Supplied data

● ● ●

//! Message shapes of the session-scoped single-service protocol.
//!
//! A V2 plugin exposes one `driver` service. `Init` binds a session; every
//! later call carries the session id so the plugin can multiplex many open
//! drivers over one process. Shapes are localised: rules and findings carry
//! per-language text keyed by language tag, with the default language
//! mandatory.

use std::collections::BTreeMap;

use serde::{Deserialize, Serialize};

use sqlward_types::{
    AuditResult, AuditResults, DriverMetas, Dsn, EstimatedAffectRows, ExecResult, ExplainResult,
    I18nStr, Node, OptionalModule, Params, QueryResult, Rule, RuleInfo, RuleLevel, Table,
    TableMeta,
};

/// The single V2 service.
pub const SERVICE_DRIVER: &str = "driver";

/// Metadata fetch; the only call that needs no session.
pub const METHOD_METAS: &str = "Metas";
/// Session establishment.
pub const METHOD_INIT: &str = "Init";
/// Session teardown.
pub const METHOD_CLOSE: &str = "Close";
/// Connectivity check.
pub const METHOD_PING: &str = "Ping";
/// Statement execution.
pub const METHOD_EXEC: &str = "Exec";
/// Batched statement execution.
pub const METHOD_EXEC_BATCH: &str = "ExecBatch";
/// Transactional execution.
pub const METHOD_TX: &str = "Tx";
/// Statement splitting.
pub const METHOD_PARSE: &str = "Parse";
/// Batch audit.
pub const METHOD_AUDIT: &str = "Audit";
/// Rollback generation.
pub const METHOD_GEN_ROLLBACK_SQL: &str = "GenRollbackSQL";
/// Database listing.
pub const METHOD_GET_DATABASES: &str = "GetDatabases";
/// Table schema introspection.
pub const METHOD_GET_TABLE_META: &str = "GetTableMeta";
/// Table reference extraction.
pub const METHOD_EXTRACT_TABLE_FROM_SQL: &str = "ExtractTableFromSQL";
/// Read-only query.
pub const METHOD_QUERY: &str = "Query";
/// Plan rendering.
pub const METHOD_EXPLAIN: &str = "Explain";
/// Affected-row estimation.
pub const METHOD_ESTIMATE_SQL_AFFECT_ROWS: &str = "EstimateSQLAffectRows";
/// Database-side process kill.
pub const METHOD_KILL_PROCESS: &str = "KillProcess";

/// Opaque token binding calls to one initialised driver context.
#[derive(Debug, Clone, Default, PartialEq, Eq, Serialize, Deserialize)]
pub struct Session {
    /// Plugin-assigned session id.
    pub id: String,
}

impl Session {
    /// Wraps a plugin-assigned id.
    #[must_use]
    pub fn new(id: impl Into<String>) -> Self {
        Self { id: id.into() }
    }
}

/// Localised descriptive fields of a rule, one entry per language.
#[derive(Debug, Clone, Default, PartialEq, Eq, Serialize, Deserialize)]
pub struct RuleInfoSpec {
    /// One-line description.
    #[serde(default)]
    pub desc: String,
    /// Longer explanatory annotation.
    #[serde(default)]
    pub annotation: String,
    /// Display category.
    #[serde(default)]
    pub category: String,
}

/// Localised rule shape.
#[derive(Debug, Clone, Default, PartialEq, Eq, Serialize, Deserialize)]
pub struct RuleSpec {
    /// Rule name.
    pub name: String,
    /// Severity.
    pub level: RuleLevel,
    /// Configurable parameters.
    #[serde(default)]
    pub params: Params,
    /// Descriptive fields keyed by language tag.
    #[serde(default)]
    pub info: BTreeMap<String, RuleInfoSpec>,
}

impl RuleSpec {
    /// Converts a rule into its wire shape, keeping every language.
    #[must_use]
    pub fn from_rule(rule: &Rule) -> Self {
        let info = rule
            .info_by_lang()
            .map(|(lang, info)| {
                (
                    lang.to_owned(),
                    RuleInfoSpec {
                        desc: info.desc().to_owned(),
                        annotation: info.annotation().to_owned(),
                        category: info.category().to_owned(),
                    },
                )
            })
            .collect();
        Self {
            name: rule.name().to_owned(),
            level: rule.level(),
            params: rule.params().clone(),
            info,
        }
    }

    /// Converts the wire shape back into the driver model.
    #[must_use]
    pub fn into_rule(self) -> Rule {
        let mut rule = Rule::new(self.name, self.level).with_params(self.params);
        for (lang, spec) in self.info {
            rule = rule.with_info(
                lang,
                RuleInfo::new(spec.desc, spec.category).with_annotation(spec.annotation),
            );
        }
        rule
    }
}

/// Localised audit finding.
#[derive(Debug, Clone, Default, PartialEq, Eq, Serialize, Deserialize)]
pub struct AuditResultSpec {
    /// Severity of the finding.
    pub level: RuleLevel,
    /// Name of the rule that fired, empty for anonymous findings.
    #[serde(default)]
    pub rule_name: String,
    /// Localised finding message.
    #[serde(default)]
    pub message: I18nStr,
}

impl AuditResultSpec {
    /// Converts a finding into its wire shape.
    #[must_use]
    pub fn from_result(result: &AuditResult) -> Self {
        Self {
            level: result.level(),
            rule_name: result.rule_name().to_owned(),
            message: result.message().clone(),
        }
    }
}

/// Findings for one statement.
#[derive(Debug, Clone, Default, Serialize, Deserialize)]
pub struct AuditResultsSpec {
    /// The statement's findings.
    #[serde(default)]
    pub results: Vec<AuditResultSpec>,
}

impl AuditResultsSpec {
    /// Converts the wire shape into the ranked aggregate.
    #[must_use]
    pub fn into_results(self) -> AuditResults {
        AuditResults::from_results(
            self.results
                .into_iter()
                .map(|spec| AuditResult::new(spec.level, spec.rule_name, spec.message)),
        )
    }
}

/// Reply to [`METHOD_METAS`].
#[derive(Debug, Clone, Default, Serialize, Deserialize)]
pub struct MetasReply {
    /// Plugin name.
    pub plugin_name: String,
    /// The database's conventional port.
    #[serde(default)]
    pub database_default_port: u16,
    /// Declared rules.
    #[serde(default)]
    pub rules: Vec<RuleSpec>,
    /// Schema of extra connection parameters.
    #[serde(default)]
    pub additional_params: Params,
    /// Modules this plugin implements.
    #[serde(default)]
    pub enabled_optional_modules: Vec<OptionalModule>,
}

impl MetasReply {
    /// Converts the reply into the registry's capability descriptor.
    #[must_use]
    pub fn into_metas(self) -> DriverMetas {
        DriverMetas::new(self.plugin_name, self.database_default_port)
            .with_rules(self.rules.into_iter().map(RuleSpec::into_rule).collect())
            .with_additional_params(self.additional_params)
            .with_enabled_modules(self.enabled_optional_modules)
    }
}

/// Parameters of [`METHOD_INIT`].
#[derive(Debug, Clone, Default, Serialize, Deserialize)]
pub struct InitRequest {
    /// Target connection, absent for offline audits.
    #[serde(default, skip_serializing_if = "Option::is_none")]
    pub dsn: Option<Dsn>,
    /// Rules the session should evaluate during audits.
    #[serde(default)]
    pub rules: Vec<RuleSpec>,
}

/// Reply to [`METHOD_INIT`].
#[derive(Debug, Clone, Default, Serialize, Deserialize)]
pub struct InitReply {
    /// The established session.
    pub session: Session,
}

/// Parameters of calls that carry only the session.
#[derive(Debug, Clone, Default, Serialize, Deserialize)]
pub struct SessionRequest {
    /// The session scope.
    pub session: Session,
}

/// Parameters of calls that carry one statement.
#[derive(Debug, Clone, Default, Serialize, Deserialize)]
pub struct SqlRequest {
    /// The session scope.
    pub session: Session,
    /// The statement text.
    pub sql: String,
}

/// Parameters of calls that carry a statement batch.
#[derive(Debug, Clone, Default, Serialize, Deserialize)]
pub struct SqlBatchRequest {
    /// The session scope.
    pub session: Session,
    /// Statement texts in submission order.
    pub sqls: Vec<String>,
}

/// Parameters of [`METHOD_QUERY`].
#[derive(Debug, Clone, Default, Serialize, Deserialize)]
pub struct QueryRequest {
    /// The session scope.
    pub session: Session,
    /// The query text.
    pub sql: String,
    /// Server-side timeout in seconds, 0 for the plugin default.
    #[serde(default)]
    pub timeout_seconds: u32,
}

/// Parameters of [`METHOD_GET_TABLE_META`].
#[derive(Debug, Clone, Default, Serialize, Deserialize)]
pub struct GetTableMetaRequest {
    /// The session scope.
    pub session: Session,
    /// The table to describe.
    pub table: Table,
}

/// Reply to [`METHOD_PARSE`].
#[derive(Debug, Clone, Default, Serialize, Deserialize)]
pub struct ParseReply {
    /// Parsed statements in input order.
    pub nodes: Vec<Node>,
}

/// Reply to [`METHOD_AUDIT`].
#[derive(Debug, Clone, Default, Serialize, Deserialize)]
pub struct AuditReply {
    /// Findings per statement, in submission order.
    pub results: Vec<AuditResultsSpec>,
}

/// Reply to [`METHOD_GEN_ROLLBACK_SQL`].
#[derive(Debug, Clone, Default, Serialize, Deserialize)]
pub struct RollbackReply {
    /// Generated rollback statement, empty when none can be generated.
    pub sql: String,
    /// Localised reason when no (or only a partial) rollback was generated.
    #[serde(default)]
    pub reason: I18nStr,
}

/// Reply to [`METHOD_EXEC`].
#[derive(Debug, Clone, Default, Serialize, Deserialize)]
pub struct ExecReply {
    /// Execution outcome.
    pub result: ExecResult,
}

/// Reply to [`METHOD_EXEC_BATCH`] and [`METHOD_TX`].
#[derive(Debug, Clone, Default, Serialize, Deserialize)]
pub struct ExecBatchReply {
    /// Per-statement outcomes in submission order.
    pub results: Vec<ExecResult>,
}

/// Reply to [`METHOD_GET_DATABASES`].
#[derive(Debug, Clone, Default, Serialize, Deserialize)]
pub struct GetDatabasesReply {
    /// Database names visible to the connection.
    pub databases: Vec<String>,
}

/// Reply to [`METHOD_GET_TABLE_META`].
#[derive(Debug, Clone, Default, Serialize, Deserialize)]
pub struct GetTableMetaReply {
    /// The table's schema metadata.
    pub meta: TableMeta,
}

/// Reply to [`METHOD_EXTRACT_TABLE_FROM_SQL`].
#[derive(Debug, Clone, Default, Serialize, Deserialize)]
pub struct ExtractTableReply {
    /// Tables referenced by the statement.
    pub tables: Vec<Table>,
}

/// Reply to [`METHOD_QUERY`].
#[derive(Debug, Clone, Default, Serialize, Deserialize)]
pub struct QueryReply {
    /// The result set.
    pub result: QueryResult,
}

/// Reply to [`METHOD_EXPLAIN`].
#[derive(Debug, Clone, Default, Serialize, Deserialize)]
pub struct ExplainReply {
    /// The rendered plan.
    pub result: ExplainResult,
}

/// Reply to [`METHOD_ESTIMATE_SQL_AFFECT_ROWS`].
#[derive(Debug, Clone, Default, Serialize, Deserialize)]
pub struct EstimateReply {
    /// The estimation outcome.
    pub result: EstimatedAffectRows,
}

/// Reply to [`METHOD_KILL_PROCESS`].
#[derive(Debug, Clone, Default, Serialize, Deserialize)]
pub struct KillProcessReply {
    /// Error reported by the plugin, empty on success.
    #[serde(default)]
    pub err_message: String,
}
//! Message shapes of the legacy three-service protocol.
//!
//! V1 plugins expose up to three independently addressable services on one
//! connection. Only the audit service is mandatory; the host discovers the
//! other two by trying to initialise them. All V1 shapes are flat and
//! non-localised; converting upward into the `sqlward-types` model lifts
//! every string into the default language.

use serde::{Deserialize, Serialize};

use sqlward_types::{
    AuditResult, AuditResults, Dsn, ExecResult, ExplainResult, I18nStr, Node, Params, QueryResult,
    Rule, RuleInfo, RuleLevel, TableMetaItem, DEFAULT_LANG,
};

/// The mandatory parse/audit/execute service.
pub const SERVICE_AUDIT: &str = "audit-driver";
/// The optional read-only query service.
pub const SERVICE_QUERY: &str = "query-driver";
/// The optional schema/explain analysis service.
pub const SERVICE_ANALYSIS: &str = "analysis-driver";

/// Metadata fetch, audit service only.
pub const METHOD_METAS: &str = "Metas";
/// Service initialisation, all three services.
pub const METHOD_INIT: &str = "Init";
/// Resource teardown, audit service.
pub const METHOD_CLOSE: &str = "Close";
/// Connectivity check, audit service.
pub const METHOD_PING: &str = "Ping";
/// Statement splitting, audit service.
pub const METHOD_PARSE: &str = "Parse";
/// Single-statement audit, audit service.
pub const METHOD_AUDIT: &str = "Audit";
/// Rollback generation, audit service.
pub const METHOD_GEN_ROLLBACK_SQL: &str = "GenRollbackSQL";
/// Statement execution, audit service.
pub const METHOD_EXEC: &str = "Exec";
/// Transactional execution, audit service.
pub const METHOD_TX: &str = "Tx";
/// Schema listing, audit service.
pub const METHOD_SCHEMAS: &str = "Schemas";
/// Read-only query, query service.
pub const METHOD_QUERY: &str = "Query";
/// Plan rendering, analysis service.
pub const METHOD_EXPLAIN: &str = "Explain";
/// Table metadata by SQL, analysis service.
pub const METHOD_GET_TABLE_META_BY_SQL: &str = "GetTableMetaBySQL";

/// Flat, non-localised rule shape.
#[derive(Debug, Clone, Default, PartialEq, Eq, Serialize, Deserialize)]
pub struct RuleSpec {
    /// Rule name.
    pub name: String,
    /// One-line description.
    #[serde(default)]
    pub desc: String,
    /// Longer explanatory annotation.
    #[serde(default)]
    pub annotation: String,
    /// Display category.
    #[serde(default)]
    pub category: String,
    /// Severity.
    pub level: RuleLevel,
    /// Configurable parameters.
    #[serde(default)]
    pub params: Params,
}

impl RuleSpec {
    /// Flattens a rule into the V1 shape using its default-language info.
    #[must_use]
    pub fn from_rule(rule: &Rule) -> Self {
        let info = rule.default_info();
        Self {
            name: rule.name().to_owned(),
            desc: info.map(RuleInfo::desc).unwrap_or_default().to_owned(),
            annotation: info.map(RuleInfo::annotation).unwrap_or_default().to_owned(),
            category: info.map(RuleInfo::category).unwrap_or_default().to_owned(),
            level: rule.level(),
            params: rule.params().clone(),
        }
    }

    /// Lifts the flat shape into the localised model under [`DEFAULT_LANG`].
    #[must_use]
    pub fn into_rule(self) -> Rule {
        let info = RuleInfo::new(self.desc, self.category).with_annotation(self.annotation);
        Rule::new(self.name, self.level)
            .with_params(self.params)
            .with_info(DEFAULT_LANG, info)
    }
}

/// Flat audit finding.
#[derive(Debug, Clone, Default, PartialEq, Eq, Serialize, Deserialize)]
pub struct AuditResultSpec {
    /// Severity of the finding.
    pub level: RuleLevel,
    /// Finding message.
    pub message: String,
}

/// Lifts a V1 finding list into the localised aggregate.
#[must_use]
pub fn audit_results_from_specs(specs: Vec<AuditResultSpec>) -> AuditResults {
    AuditResults::from_results(specs.into_iter().map(|spec| {
        AuditResult::new(spec.level, "", I18nStr::from_default(spec.message))
    }))
}

/// Reply to [`METHOD_METAS`].
#[derive(Debug, Clone, Default, Serialize, Deserialize)]
pub struct MetasReply {
    /// Plugin name.
    pub name: String,
    /// Declared rules, flat.
    #[serde(default)]
    pub rules: Vec<RuleSpec>,
    /// Schema of extra connection parameters.
    #[serde(default)]
    pub additional_params: Params,
}

/// Parameters of [`METHOD_INIT`] on any V1 service.
#[derive(Debug, Clone, Default, Serialize, Deserialize)]
pub struct InitRequest {
    /// Target connection, absent for offline audits and capability probes.
    #[serde(default, skip_serializing_if = "Option::is_none")]
    pub dsn: Option<Dsn>,
    /// Rules the audit service should evaluate.
    #[serde(default)]
    pub rules: Vec<RuleSpec>,
}

/// Parameters of calls that carry one statement.
#[derive(Debug, Clone, Default, Serialize, Deserialize)]
pub struct SqlRequest {
    /// The statement text.
    pub sql: String,
}

/// Parameters of calls that carry a statement batch.
#[derive(Debug, Clone, Default, Serialize, Deserialize)]
pub struct SqlBatchRequest {
    /// Statement texts in submission order.
    pub sqls: Vec<String>,
}

/// Reply to [`METHOD_PARSE`].
#[derive(Debug, Clone, Default, Serialize, Deserialize)]
pub struct ParseReply {
    /// Parsed statements in input order.
    pub nodes: Vec<Node>,
}

/// Reply to [`METHOD_AUDIT`].
#[derive(Debug, Clone, Default, Serialize, Deserialize)]
pub struct AuditReply {
    /// Findings for the audited statement.
    pub results: Vec<AuditResultSpec>,
}

/// Reply to [`METHOD_GEN_ROLLBACK_SQL`].
#[derive(Debug, Clone, Default, Serialize, Deserialize)]
pub struct RollbackReply {
    /// Generated rollback statement, empty when none can be generated.
    pub sql: String,
    /// Why no (or only a partial) rollback was generated.
    #[serde(default)]
    pub reason: String,
}

/// Reply to [`METHOD_EXEC`].
#[derive(Debug, Clone, Default, Serialize, Deserialize)]
pub struct ExecReply {
    /// Execution outcome.
    pub result: ExecResult,
}

/// Reply to [`METHOD_TX`].
#[derive(Debug, Clone, Default, Serialize, Deserialize)]
pub struct TxReply {
    /// Per-statement outcomes in submission order.
    pub results: Vec<ExecResult>,
}

/// Reply to [`METHOD_SCHEMAS`].
#[derive(Debug, Clone, Default, Serialize, Deserialize)]
pub struct SchemasReply {
    /// Schema names visible to the connection.
    pub schemas: Vec<String>,
}

/// Parameters of [`METHOD_QUERY`].
#[derive(Debug, Clone, Default, Serialize, Deserialize)]
pub struct QueryRequest {
    /// The query text.
    pub sql: String,
    /// Server-side timeout in seconds, 0 for the plugin default.
    #[serde(default)]
    pub timeout_seconds: u32,
}

/// Reply to [`METHOD_QUERY`].
#[derive(Debug, Clone, Default, Serialize, Deserialize)]
pub struct QueryReply {
    /// The result set.
    pub result: QueryResult,
}

/// Reply to [`METHOD_EXPLAIN`].
#[derive(Debug, Clone, Default, Serialize, Deserialize)]
pub struct ExplainReply {
    /// The rendered plan.
    pub result: ExplainResult,
}

/// Reply to [`METHOD_GET_TABLE_META_BY_SQL`].
#[derive(Debug, Clone, Default, Serialize, Deserialize)]
pub struct TableMetaBySqlReply {
    /// Metadata for every table referenced by the statement.
    pub table_metas: Vec<TableMetaItem>,
}

#[cfg(test)]
mod tests {
    use rstest::rstest;
    use sqlward_types::{Param, ParamKind};

    use super::*;

    #[rstest]
    fn rule_flattens_and_lifts_losslessly() {
        let params: Params = [Param::new("max_column_count", "50", ParamKind::Int)]
            .into_iter()
            .collect();
        let rule = Rule::new("rule_too_many_columns", RuleLevel::Warn)
            .with_params(params.clone())
            .with_info(
                DEFAULT_LANG,
                RuleInfo::new("too many columns", "ddl").with_annotation("wide tables hurt"),
            );

        let spec = RuleSpec::from_rule(&rule);
        assert_eq!(spec.desc, "too many columns");
        assert_eq!(spec.category, "ddl");

        let lifted = spec.into_rule();
        assert_eq!(lifted.name(), "rule_too_many_columns");
        assert_eq!(lifted.level(), RuleLevel::Warn);
        assert_eq!(lifted.params(), &params);
        let info = lifted.default_info().expect("default info");
        assert_eq!(info.desc(), "too many columns");
        assert_eq!(info.annotation(), "wide tables hurt");
    }

    #[rstest]
    fn findings_lift_into_default_lang() {
        let results = audit_results_from_specs(vec![
            AuditResultSpec {
                level: RuleLevel::Error,
                message: "select star is forbidden".to_owned(),
            },
            AuditResultSpec {
                level: RuleLevel::Null,
                message: "dropped".to_owned(),
            },
        ]);

        assert_eq!(results.results().len(), 1);
        assert_eq!(results.level(), RuleLevel::Error);
        let first = results.results().first().expect("one finding");
        assert_eq!(first.message().default_text(), "select star is forbidden");
    }
}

● ● ●

Exercise requirements
Going through the material, count each line that carries the word "Target", and output only that count.

Solution for this problem
2